Investors know it, and the value of tech companies has hit record highs. And it is well known that countries that promote modernization substantially increase the potential of their economy.
In all this context, the fintech world is living its moment: the growth of this industry in Mexico was estimated at 14% in 2019, to reach 441 companies in the country.
That growth is much higher than GDP, but far removed from the market’s potential. Only 441 companies, for 130 million Mexicans? It is insufficient and sad. The greatest technological effort comes from the traditional industry that, globally, have not been the ones leading the transformation.
And in the end, Mexico is the one who is losing great growth potential because it does not have a greater number of fintechs pushing innovation in the market.
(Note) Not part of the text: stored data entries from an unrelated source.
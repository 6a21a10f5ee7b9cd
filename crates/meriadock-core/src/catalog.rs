//! The in-memory program catalog backing every cascading form.
//!
//! Each entry page loads the full program list once and derives its dropdown
//! options from that snapshot. Option lists are deduplicated preserving
//! first-occurrence order, so the dropdowns are stable across renders of the
//! same snapshot. Resolution (folio → program, or the direction /
//! coordination / name triple → program) also runs against the snapshot,
//! never against the store.

use crate::{
  program::Program,
  store::IntranetStore,
};

/// A point-in-time snapshot of the program list.
#[derive(Debug, Clone, Default)]
pub struct ProgramCatalog {
  programs: Vec<Program>,
}

impl ProgramCatalog {
  pub fn new(programs: Vec<Program>) -> Self { Self { programs } }

  /// Load a fresh snapshot from the store.
  pub async fn load<S: IntranetStore>(store: &S) -> Result<Self, S::Error> {
    Ok(Self::new(store.list_programs().await?))
  }

  pub fn programs(&self) -> &[Program] { &self.programs }

  pub fn is_empty(&self) -> bool { self.programs.is_empty() }

  /// All direction values, first occurrence first.
  pub fn directions(&self) -> Vec<String> {
    dedup_in_order(self.programs.iter().map(|p| p.direction.as_str()))
  }

  /// Coordination values under one direction.
  pub fn coordinations(&self, direction: &str) -> Vec<String> {
    dedup_in_order(
      self
        .programs
        .iter()
        .filter(|p| p.direction == direction)
        .map(|p| p.coordination.as_str()),
    )
  }

  /// Folio codes under a direction/coordination pair.
  pub fn folios(&self, direction: &str, coordination: &str) -> Vec<String> {
    dedup_in_order(
      self
        .programs
        .iter()
        .filter(|p| p.direction == direction && p.coordination == coordination)
        .map(|p| p.folio.as_str()),
    )
  }

  /// Program names under a direction/coordination pair. The interaction log
  /// selects by name instead of folio.
  pub fn program_names(
    &self,
    direction: &str,
    coordination: &str,
  ) -> Vec<String> {
    dedup_in_order(
      self
        .programs
        .iter()
        .filter(|p| p.direction == direction && p.coordination == coordination)
        .map(|p| p.name.as_str()),
    )
  }

  /// Find the program a folio refers to.
  pub fn resolve_folio(&self, folio: &str) -> Option<&Program> {
    self.programs.iter().find(|p| p.folio == folio)
  }

  /// Find a program by its direction/coordination/name triple. First match
  /// wins when names collide within one coordination.
  pub fn resolve_named(
    &self,
    direction: &str,
    coordination: &str,
    name: &str,
  ) -> Option<&Program> {
    self.programs.iter().find(|p| {
      p.direction == direction
        && p.coordination == coordination
        && p.name == name
    })
  }
}

/// Deduplicate, keeping the first occurrence of each value in input order.
fn dedup_in_order<'a>(values: impl Iterator<Item = &'a str>) -> Vec<String> {
  let mut out: Vec<String> = Vec::new();
  for value in values {
    if !out.iter().any(|seen| seen == value) {
      out.push(value.to_string());
    }
  }
  out
}

#[cfg(test)]
mod tests {
  use super::*;
  use crate::program::{CertificateType, ProgramStatus};

  fn program(
    id: i64,
    direction: &str,
    coordination: &str,
    folio: &str,
  ) -> Program {
    Program {
      id,
      folio: folio.into(),
      name: format!("Programa {folio}"),
      direction: direction.into(),
      coordination: coordination.into(),
      status: ProgramStatus::Active,
      certificate_type: CertificateType::CF,
      responsible: "Responsable".into(),
      notes: String::new(),
    }
  }

  #[test]
  fn option_lists_narrow_by_selection() {
    let catalog = ProgramCatalog::new(vec![
      program(1, "A", "X", "F1"),
      program(2, "A", "Y", "F2"),
    ]);

    assert_eq!(catalog.directions(), vec!["A"]);
    assert_eq!(catalog.coordinations("A"), vec!["X", "Y"]);
    assert_eq!(catalog.folios("A", "X"), vec!["F1"]);
    assert_eq!(catalog.folios("A", "Y"), vec!["F2"]);
    assert!(catalog.folios("A", "Z").is_empty());
  }

  #[test]
  fn duplicates_collapse_in_first_occurrence_order() {
    let catalog = ProgramCatalog::new(vec![
      program(1, "B", "X", "F1"),
      program(2, "A", "X", "F2"),
      program(3, "B", "Y", "F3"),
      program(4, "B", "X", "F4"),
    ]);

    assert_eq!(catalog.directions(), vec!["B", "A"]);
    assert_eq!(catalog.coordinations("B"), vec!["X", "Y"]);
    assert_eq!(catalog.folios("B", "X"), vec!["F1", "F4"]);
  }

  #[test]
  fn folio_resolution_hits_and_misses() {
    let catalog = ProgramCatalog::new(vec![
      program(1, "A", "X", "F1"),
      program(2, "A", "Y", "F2"),
    ]);

    assert_eq!(catalog.resolve_folio("F2").map(|p| p.id), Some(2));
    assert!(catalog.resolve_folio("F9").is_none());
  }

  #[test]
  fn named_resolution_requires_the_full_triple() {
    let catalog = ProgramCatalog::new(vec![
      program(1, "A", "X", "F1"),
      program(2, "A", "Y", "F2"),
    ]);

    let hit = catalog.resolve_named("A", "Y", "Programa F2");
    assert_eq!(hit.map(|p| p.id), Some(2));
    // Same name under the wrong coordination does not resolve.
    assert!(catalog.resolve_named("A", "X", "Programa F2").is_none());
  }
}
A capacity that would be exponential if we had many more companies that improve the lives of Mexicans, making financial services cheaper, democratizing investments, reducing inequality of opportunities.
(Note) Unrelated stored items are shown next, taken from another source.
//! Per-load security metadata.
//!
//! A [`LoadInfo`] is created when a load starts and travels with it through
//! every redirect. Apart from its two monotonic check flags it is immutable.

use std::fmt;
use std::sync::atomic::{AtomicBool, Ordering};
use std::sync::{Arc, Weak};

use serde::{Deserialize, Serialize};

use crate::content_policy::{ContentPolicyType, InternalContentPolicyType};
use crate::error::{SecurityError, SecurityResult};
use crate::principal::PrincipalRef;

pub const SEC_REQUIRE_SAME_ORIGIN_DATA_INHERITS: u32 = 1 << 0;
pub const SEC_REQUIRE_SAME_ORIGIN_DATA_IS_BLOCKED: u32 = 1 << 1;
pub const SEC_ALLOW_CROSS_ORIGIN_DATA_INHERITS: u32 = 1 << 2;
pub const SEC_ALLOW_CROSS_ORIGIN_DATA_IS_NULL: u32 = 1 << 3;
pub const SEC_REQUIRE_CORS_DATA_INHERITS: u32 = 1 << 4;
pub const SEC_REQUIRE_CORS_WITH_CREDENTIALS: u32 = 1 << 5;

const SEC_MODE_MASK: u32 = SEC_REQUIRE_SAME_ORIGIN_DATA_INHERITS
    | SEC_REQUIRE_SAME_ORIGIN_DATA_IS_BLOCKED
    | SEC_ALLOW_CROSS_ORIGIN_DATA_INHERITS
    | SEC_ALLOW_CROSS_ORIGIN_DATA_IS_NULL
    | SEC_REQUIRE_CORS_DATA_INHERITS;

/// How a load relates to the origin of its loading principal.
#[derive(Clone, Copy, Debug, PartialEq, Eq, Hash, Serialize, Deserialize)]
#[serde(rename_all = "kebab-case")]
pub enum SecurityMode {
    /// Same-origin only; `data:` targets inherit the loader's origin.
    RequireSameOriginDataInherits,
    /// Same-origin only; `data:` targets are blocked.
    RequireSameOriginDataBlocked,
    /// Cross-origin allowed; `data:` targets inherit the loader's origin.
    AllowCrossOriginDataInherits,
    /// Cross-origin allowed; `data:` targets get a null principal.
    AllowCrossOriginDataNull,
    /// Cross-origin loads must pass CORS.
    RequireCorsDataInherits,
}

impl SecurityMode {
    pub const ALL: [SecurityMode; 5] = [
        SecurityMode::RequireSameOriginDataInherits,
        SecurityMode::RequireSameOriginDataBlocked,
        SecurityMode::AllowCrossOriginDataInherits,
        SecurityMode::AllowCrossOriginDataNull,
        SecurityMode::RequireCorsDataInherits,
    ];

    pub fn requires_same_origin(&self) -> bool {
        matches!(
            self,
            SecurityMode::RequireSameOriginDataInherits | SecurityMode::RequireSameOriginDataBlocked
        )
    }

    pub fn allows_cross_origin(&self) -> bool {
        matches!(
            self,
            SecurityMode::AllowCrossOriginDataInherits | SecurityMode::AllowCrossOriginDataNull
        )
    }

    pub fn requires_cors(&self) -> bool {
        matches!(self, SecurityMode::RequireCorsDataInherits)
    }

    /// Whether `data:` targets inherit the loading principal.
    pub fn data_inherits(&self) -> bool {
        matches!(
            self,
            SecurityMode::RequireSameOriginDataInherits
                | SecurityMode::AllowCrossOriginDataInherits
                | SecurityMode::RequireCorsDataInherits
        )
    }

    pub fn bits(&self) -> u32 {
        match self {
            SecurityMode::RequireSameOriginDataInherits => SEC_REQUIRE_SAME_ORIGIN_DATA_INHERITS,
            SecurityMode::RequireSameOriginDataBlocked => SEC_REQUIRE_SAME_ORIGIN_DATA_IS_BLOCKED,
            SecurityMode::AllowCrossOriginDataInherits => SEC_ALLOW_CROSS_ORIGIN_DATA_INHERITS,
            SecurityMode::AllowCrossOriginDataNull => SEC_ALLOW_CROSS_ORIGIN_DATA_IS_NULL,
            SecurityMode::RequireCorsDataInherits => SEC_REQUIRE_CORS_DATA_INHERITS,
        }
    }
}

impl TryFrom<u32> for SecurityMode {
    type Error = SecurityError;

    /// Exactly one mode bit must be set.
    fn try_from(bits: u32) -> SecurityResult<Self> {
        SecurityMode::ALL
            .into_iter()
            .find(|mode| mode.bits() == bits)
            .ok_or_else(|| {
                SecurityError::invalid(format!(
                    "need exactly one security mode to perform security checks, got {:#x}",
                    bits
                ))
            })
    }
}

/// Decoded security flag word.
#[derive(Clone, Copy, Debug, PartialEq, Eq)]
pub struct SecurityFlags {
    pub mode: SecurityMode,
    pub require_cors_with_credentials: bool,
}

impl SecurityFlags {
    pub fn new(mode: SecurityMode) -> Self {
        Self {
            mode,
            require_cors_with_credentials: false,
        }
    }

    /// Decode a raw flag word. Unknown bits, no mode bit, or more than one
    /// mode bit are rejected.
    pub fn from_bits(bits: u32) -> SecurityResult<Self> {
        if bits & !(SEC_MODE_MASK | SEC_REQUIRE_CORS_WITH_CREDENTIALS) != 0 {
            return Err(SecurityError::invalid(format!(
                "unknown security flag bits {:#x}",
                bits
            )));
        }
        Ok(Self {
            mode: SecurityMode::try_from(bits & SEC_MODE_MASK)?,
            require_cors_with_credentials: bits & SEC_REQUIRE_CORS_WITH_CREDENTIALS != 0,
        })
    }

    pub fn bits(&self) -> u32 {
        let credentials = if self.require_cors_with_credentials {
            SEC_REQUIRE_CORS_WITH_CREDENTIALS
        } else {
            0
        };
        self.mode.bits() | credentials
    }
}

/// Whether the one-time checks already ran for a load.
#[derive(Clone, Copy, Debug, PartialEq, Eq)]
pub enum CheckState {
    NotChecked,
    Checked,
}

/// Kind of a DOM node.
#[derive(Clone, Copy, Debug, PartialEq, Eq)]
pub enum NodeType {
    Element,
    Text,
    Comment,
    Document,
    DocumentType,
    DocumentFragment,
}

/// The DOM node that initiated a load, as seen by content policies.
#[derive(Debug)]
pub struct Node {
    node_type: NodeType,
    name: String,
}

impl Node {
    pub fn new(node_type: NodeType, name: impl Into<String>) -> Arc<Self> {
        Arc::new(Self {
            node_type,
            name: name.into(),
        })
    }

    pub fn element(tag: &str) -> Arc<Self> {
        Self::new(NodeType::Element, tag.to_lowercase())
    }

    pub fn document() -> Arc<Self> {
        Self::new(NodeType::Document, "#document")
    }

    pub fn node_type(&self) -> NodeType {
        self.node_type
    }

    pub fn name(&self) -> &str {
        &self.name
    }
}

/// Security metadata attached to a single logical load.
pub struct LoadInfo {
    flags: SecurityFlags,
    loading_principal: PrincipalRef,
    triggering_principal: PrincipalRef,
    content_policy_type: ContentPolicyType,
    internal_content_policy_type: Option<InternalContentPolicyType>,
    loading_node: Option<Weak<Node>>,
    initial_security_check_done: AtomicBool,
    enforce_security: AtomicBool,
}

impl LoadInfo {
    pub fn builder(loading_principal: PrincipalRef, mode: SecurityMode) -> LoadInfoBuilder {
        LoadInfoBuilder::new(loading_principal, mode)
    }

    pub fn security_flags(&self) -> SecurityFlags {
        self.flags
    }

    pub fn security_mode(&self) -> SecurityMode {
        self.flags.mode
    }

    pub fn require_cors_with_credentials(&self) -> bool {
        self.flags.require_cors_with_credentials
    }

    pub fn loading_principal(&self) -> &PrincipalRef {
        &self.loading_principal
    }

    pub fn triggering_principal(&self) -> &PrincipalRef {
        &self.triggering_principal
    }

    pub fn content_policy_type(&self) -> ContentPolicyType {
        self.content_policy_type
    }

    pub fn internal_content_policy_type(&self) -> Option<InternalContentPolicyType> {
        self.internal_content_policy_type
    }

    /// The loading node, if one was given and it is still alive.
    pub fn loading_node(&self) -> Option<Arc<Node>> {
        self.loading_node.as_ref().and_then(Weak::upgrade)
    }

    pub fn check_state(&self) -> CheckState {
        if self.initial_security_check_done.load(Ordering::Acquire) {
            CheckState::Checked
        } else {
            CheckState::NotChecked
        }
    }

    pub fn initial_security_check_done(&self) -> bool {
        self.check_state() == CheckState::Checked
    }

    /// Whether redirects of this load must go back through the gate.
    pub fn enforce_security(&self) -> bool {
        self.enforce_security.load(Ordering::Acquire)
    }

    /// Move to `Checked` and turn on security enforcement, returning the
    /// state observed before the transition. The swap is atomic so only one
    /// evaluation ever observes `NotChecked`.
    pub(crate) fn begin_security_check(&self) -> CheckState {
        let was_done = self.initial_security_check_done.swap(true, Ordering::AcqRel);
        self.enforce_security.store(true, Ordering::Release);
        if was_done {
            CheckState::Checked
        } else {
            CheckState::NotChecked
        }
    }
}

impl fmt::Debug for LoadInfo {
    fn fmt(&self, f: &mut fmt::Formatter<'_>) -> fmt::Result {
        f.debug_struct("LoadInfo")
            .field("flags", &self.flags)
            .field("loading_principal", &self.loading_principal.to_string())
            .field("triggering_principal", &self.triggering_principal.to_string())
            .field("content_policy_type", &self.content_policy_type)
            .field("internal_content_policy_type", &self.internal_content_policy_type)
            .field("check_state", &self.check_state())
            .field("enforce_security", &self.enforce_security())
            .finish()
    }
}

/// Builder for [`LoadInfo`].
pub struct LoadInfoBuilder {
    flags: SecurityFlags,
    loading_principal: PrincipalRef,
    triggering_principal: Option<PrincipalRef>,
    content_policy_type: ContentPolicyType,
    internal_content_policy_type: Option<InternalContentPolicyType>,
    loading_node: Option<Weak<Node>>,
}

impl LoadInfoBuilder {
    fn new(loading_principal: PrincipalRef, mode: SecurityMode) -> Self {
        Self {
            flags: SecurityFlags::new(mode),
            loading_principal,
            triggering_principal: None,
            content_policy_type: ContentPolicyType::Other,
            internal_content_policy_type: None,
            loading_node: None,
        }
    }

    /// Replace mode and credentials flag with a decoded flag word.
    pub fn security_flags(mut self, flags: SecurityFlags) -> Self {
        self.flags = flags;
        self
    }

    pub fn require_cors_with_credentials(mut self, with_credentials: bool) -> Self {
        self.flags.require_cors_with_credentials = with_credentials;
        self
    }

    /// Defaults to the loading principal (same handle).
    pub fn triggering_principal(mut self, principal: PrincipalRef) -> Self {
        self.triggering_principal = Some(principal);
        self
    }

    pub fn content_policy_type(mut self, policy_type: ContentPolicyType) -> Self {
        self.content_policy_type = policy_type;
        self.internal_content_policy_type = None;
        self
    }

    /// Set an internal sub-type; the external type follows from it.
    pub fn internal_content_policy_type(mut self, internal: InternalContentPolicyType) -> Self {
        self.content_policy_type = internal.external();
        self.internal_content_policy_type = Some(internal);
        self
    }

    pub fn loading_node(mut self, node: &Arc<Node>) -> Self {
        self.loading_node = Some(Arc::downgrade(node));
        self
    }

    pub fn build(self) -> LoadInfo {
        let triggering_principal = self
            .triggering_principal
            .unwrap_or_else(|| Arc::clone(&self.loading_principal));
        LoadInfo {
            flags: self.flags,
            loading_principal: self.loading_principal,
            triggering_principal,
            content_policy_type: self.content_policy_type,
            internal_content_policy_type: self.internal_content_policy_type,
            loading_node: self.loading_node,
            initial_security_check_done: AtomicBool::new(false),
            enforce_security: AtomicBool::new(false),
        }
    }
}

/// Check that the flags of a load describe exactly one usable mode.
///
/// Invalid flags are a caller bug. They are logged at `error` level and
/// returned as [`SecurityError::ConfigurationInvalid`] in every build
/// profile; debug builds do not panic.
pub fn validate_security_flags(load_info: &LoadInfo) -> SecurityResult<()> {
    let flags = load_info.security_flags();
    if flags.require_cors_with_credentials && !flags.mode.requires_cors() {
        tracing::error!(mode = ?flags.mode, "can not use cors-with-credentials without cors");
        return Err(SecurityError::invalid(format!(
            "cors-with-credentials requires {:?}, got {:?}",
            SecurityMode::RequireCorsDataInherits,
            flags.mode
        )));
    }
    Ok(())
}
The Fintech Law passed in 2017 was an excellent start. It put Mexico at the forefront of regulation in Latin America. Secondary regulation, with a very traditional bias, and three years of technological advances, meant that this Law was passed in 2020.
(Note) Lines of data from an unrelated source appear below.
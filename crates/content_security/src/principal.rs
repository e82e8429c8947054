//! Principals and the same-origin relation between them and URLs.

use std::fmt;
use std::sync::atomic::{AtomicU64, Ordering};
use std::sync::Arc;

use url::Url;

/// Shared handle to a principal. Identity of the handle matters: the gate
/// compares loading and triggering principals with `Arc::ptr_eq`.
pub type PrincipalRef = Arc<Principal>;

/// Represents an origin (scheme, host, port tuple).
#[derive(Clone, Debug, PartialEq, Eq, Hash)]
pub struct Origin {
    pub scheme: String,
    pub host: String,
    pub port: Option<u16>,
}

impl Origin {
    /// Tuple origin of a URL, `None` for schemes with opaque origins.
    pub fn from_url(url: &Url) -> Option<Self> {
        let scheme = url.scheme().to_lowercase();
        if matches!(
            scheme.as_str(),
            "data" | "file" | "blob" | "javascript" | "about"
        ) {
            return None;
        }

        let host = url.host_str()?.to_lowercase();
        Some(Self {
            scheme,
            host,
            port: url.port_or_known_default(),
        })
    }

    pub fn parse(url_str: &str) -> Option<Self> {
        let url = Url::parse(url_str).ok()?;
        Self::from_url(&url)
    }

    pub fn is_same_origin(&self, other: &Origin) -> bool {
        self.scheme == other.scheme
            && self.host == other.host
            && self.effective_port() == other.effective_port()
    }

    /// Get the effective port (using default ports for known schemes).
    pub fn effective_port(&self) -> u16 {
        self.port.unwrap_or_else(|| match self.scheme.as_str() {
            "http" | "ws" => 80,
            "https" | "wss" => 443,
            "ftp" => 21,
            _ => 0,
        })
    }

    /// ASCII serialization, as sent in the `Origin` request header.
    pub fn serialize(&self) -> String {
        self.to_string()
    }
}

impl fmt::Display for Origin {
    fn fmt(&self, f: &mut fmt::Formatter<'_>) -> fmt::Result {
        let default_port = match self.scheme.as_str() {
            "http" | "ws" => Some(80),
            "https" | "wss" => Some(443),
            _ => None,
        };

        match self.port {
            Some(port) if Some(port) != default_port => {
                write!(f, "{}://{}:{}", self.scheme, self.host, port)
            }
            _ => write!(f, "{}://{}", self.scheme, self.host),
        }
    }
}

/// Security identity of a document or script.
#[derive(Clone, Debug, PartialEq, Eq)]
pub enum Principal {
    /// Browser-internal code; subsumes every other principal.
    System,
    /// Content loaded from a URL.
    Content {
        uri: Url,
        /// `None` for URLs without a tuple origin (e.g. `file:`).
        origin: Option<Origin>,
    },
    /// A unique opaque identity, same-origin with nothing but itself.
    Null(u64),
}

impl Principal {
    /// The system principal.
    pub fn system() -> PrincipalRef {
        Arc::new(Principal::System)
    }

    /// A fresh null principal.
    pub fn null() -> PrincipalRef {
        static COUNTER: AtomicU64 = AtomicU64::new(1);
        Arc::new(Principal::Null(COUNTER.fetch_add(1, Ordering::Relaxed)))
    }

    /// Principal for content loaded from `uri`. URLs that inherit their
    /// security context (such as `data:`) produce a fresh null principal.
    pub fn content(uri: &Url) -> PrincipalRef {
        if inherits_security_context(uri) {
            return Principal::null();
        }
        Arc::new(Principal::Content {
            uri: uri.clone(),
            origin: Origin::from_url(uri),
        })
    }

    /// Parse a URL and build a content principal.
    pub fn from_url_str(url: &str) -> Result<PrincipalRef, url::ParseError> {
        Ok(Principal::content(&Url::parse(url)?))
    }

    pub fn is_system(&self) -> bool {
        matches!(self, Principal::System)
    }

    pub fn is_null(&self) -> bool {
        matches!(self, Principal::Null(_))
    }

    pub fn uri(&self) -> Option<&Url> {
        match self {
            Principal::Content { uri, .. } => Some(uri),
            _ => None,
        }
    }

    pub fn origin(&self) -> Option<&Origin> {
        match self {
            Principal::Content { origin, .. } => origin.as_ref(),
            _ => None,
        }
    }

    /// Value for the `Origin` request header.
    pub fn origin_header(&self) -> String {
        self.origin()
            .map(Origin::serialize)
            .unwrap_or_else(|| "null".to_string())
    }

    /// Whether `url` is same-origin with this principal.
    pub fn is_same_origin_with_url(&self, url: &Url) -> bool {
        match self {
            Principal::Content {
                origin: Some(origin),
                ..
            } => Origin::from_url(url).is_some_and(|other| origin.is_same_origin(&other)),
            // Each file is its own origin.
            Principal::Content { uri, origin: None } => {
                uri.scheme() == url.scheme() && strip_fragment(uri) == strip_fragment(url)
            }
            Principal::System | Principal::Null(_) => false,
        }
    }

    /// Whether this principal may load `url`.
    ///
    /// `allow_if_inherits` lets URLs that inherit the loader's security
    /// context (`data:`, `javascript:`, `about:blank`) through. When `report`
    /// is set a refusal is logged as a security error.
    pub fn check_may_load(&self, url: &Url, report: bool, allow_if_inherits: bool) -> bool {
        if self.is_system() {
            return true;
        }
        if allow_if_inherits && inherits_security_context(url) {
            return true;
        }
        if self.is_same_origin_with_url(url) {
            return true;
        }

        if report {
            tracing::warn!(
                principal = %self,
                url = %url,
                "Security Error: content may not load data from a different origin"
            );
        }
        false
    }
}

impl fmt::Display for Principal {
    fn fmt(&self, f: &mut fmt::Formatter<'_>) -> fmt::Result {
        match self {
            Principal::System => write!(f, "[System Principal]"),
            Principal::Content {
                origin: Some(origin),
                ..
            } => write!(f, "{}", origin),
            Principal::Content { uri, origin: None } => write!(f, "{}", uri),
            Principal::Null(id) => write!(f, "[Null Principal #{}]", id),
        }
    }
}

/// URLs whose documents take on the security context of whoever loads them.
pub fn inherits_security_context(url: &Url) -> bool {
    match url.scheme() {
        "data" | "javascript" => true,
        "about" => matches!(url.path(), "blank" | "srcdoc"),
        _ => false,
    }
}

fn strip_fragment(url: &Url) -> Url {
    let mut url = url.clone();
    url.set_fragment(None);
    url
}

#[cfg(test)]
mod tests {
    use super::*;

    fn url(s: &str) -> Url {
        Url::parse(s).unwrap()
    }

    #[test]
    fn test_origin_with_port() {
        let origin1 = Origin::parse("https://example.com:443/path").unwrap();
        let origin2 = Origin::parse("https://example.com/path").unwrap();
        let origin3 = Origin::parse("https://example.com:8443/path").unwrap();

        assert!(origin1.is_same_origin(&origin2));
        assert!(!origin1.is_same_origin(&origin3));
        assert_eq!(origin3.serialize(), "https://example.com:8443");
        assert_eq!(origin1.serialize(), "https://example.com");
    }

    #[test]
    fn test_opaque_schemes_have_no_origin() {
        assert!(Origin::parse("data:text/plain,hi").is_none());
        assert!(Origin::parse("about:blank").is_none());
        assert!(Origin::parse("file:///tmp/a.html").is_none());
    }

    #[test]
    fn test_content_principal_same_origin() {
        let principal = Principal::from_url_str("https://example.com/index.html").unwrap();
        assert!(principal.is_same_origin_with_url(&url("https://example.com/api")));
        assert!(!principal.is_same_origin_with_url(&url("http://example.com/api")));
        assert!(!principal.is_same_origin_with_url(&url("https://other.com/")));
        assert_eq!(principal.origin_header(), "https://example.com");
    }

    #[test]
    fn test_data_url_yields_null_principal() {
        let principal = Principal::content(&url("data:text/html,<p>hi</p>"));
        assert!(principal.is_null());
        assert_eq!(principal.origin_header(), "null");
    }

    #[test]
    fn test_file_principal_is_per_file() {
        let principal = Principal::from_url_str("file:///home/a.html").unwrap();
        assert!(principal.is_same_origin_with_url(&url("file:///home/a.html#x")));
        assert!(!principal.is_same_origin_with_url(&url("file:///home/b.html")));
    }

    #[test]
    fn test_check_may_load_inheritance() {
        let principal = Principal::from_url_str("https://example.com/").unwrap();
        let data = url("data:text/plain,hello");

        assert!(principal.check_may_load(&data, false, true));
        assert!(!principal.check_may_load(&data, false, false));
        assert!(principal.check_may_load(&url("about:blank"), false, true));
        assert!(!principal.check_may_load(&url("about:config"), false, true));
    }

    #[test]
    fn test_check_may_load_cross_origin() {
        let principal = Principal::from_url_str("https://example.com/").unwrap();
        assert!(principal.check_may_load(&url("https://example.com/a.png"), true, false));
        assert!(!principal.check_may_load(&url("https://evil.com/a.png"), true, true));
    }

    #[test]
    fn test_system_and_null_principals() {
        let system = Principal::system();
        let null = Principal::null();
        let target = url("https://example.com/");

        assert!(system.check_may_load(&target, false, false));
        assert!(!null.check_may_load(&target, false, false));
        assert!(null.check_may_load(&url("data:,x"), false, true));
        assert_ne!(*null, *Principal::null());
    }
}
The authority must accept that technology will always be ahead of regulation. It is not a criticism, it is a description of reality.
Today, many fintechs companies are waiting for their authorization in Mexico, and it is likely that several will die waiting. They risked their capital to go to the market and will die paying salaries.
The amount of documentation requested goes for miles. It is not intended for startups, but for traditional companies.
Meeting these requirements, waiting for the CNBV’s review and surviving the administrative stoppage from Covid-19 will put the capitalization of all financial startups to the test.
We understand that after cases of fraud and money laundering, the authority wants to review everything more than ten times before approving a financial entity that seeks resources from the investing public.
However, you always have to think outside the box. Here are two ideas from an ex-financier to avoid inhibiting the growth of fintechs in Mexico.
First of all, the Sandbox Challenge was a good idea, but it’s just that. We need the Fintech Law to incorporate it as a perennial reality for the authority on fintech issues.
And second, authorization could be tiered. As long as we do not exceed a certain level of operation, we could start with beta models up to a certain number of users or assets under management without having to apply for the Sandbox – just as a natural process of the birth of a fintech.
In this way, the authorities won’t inhibit growth and will accompany startups as their business grows.
In the startup world, the speed at which we burn cash (income and expense ratio), the opportunity for innovation and the possibility of regulatory adaptation make the difference. Some will die along the way, but the best models will survive by empowering the industry, changing the lives of Mexicans and accelerating the economic growth of the country.
The positive effect of encouraging the development of fintech models in Mexico will far outweigh the potentially negative effect of fraud or money laundering. That is the global experience.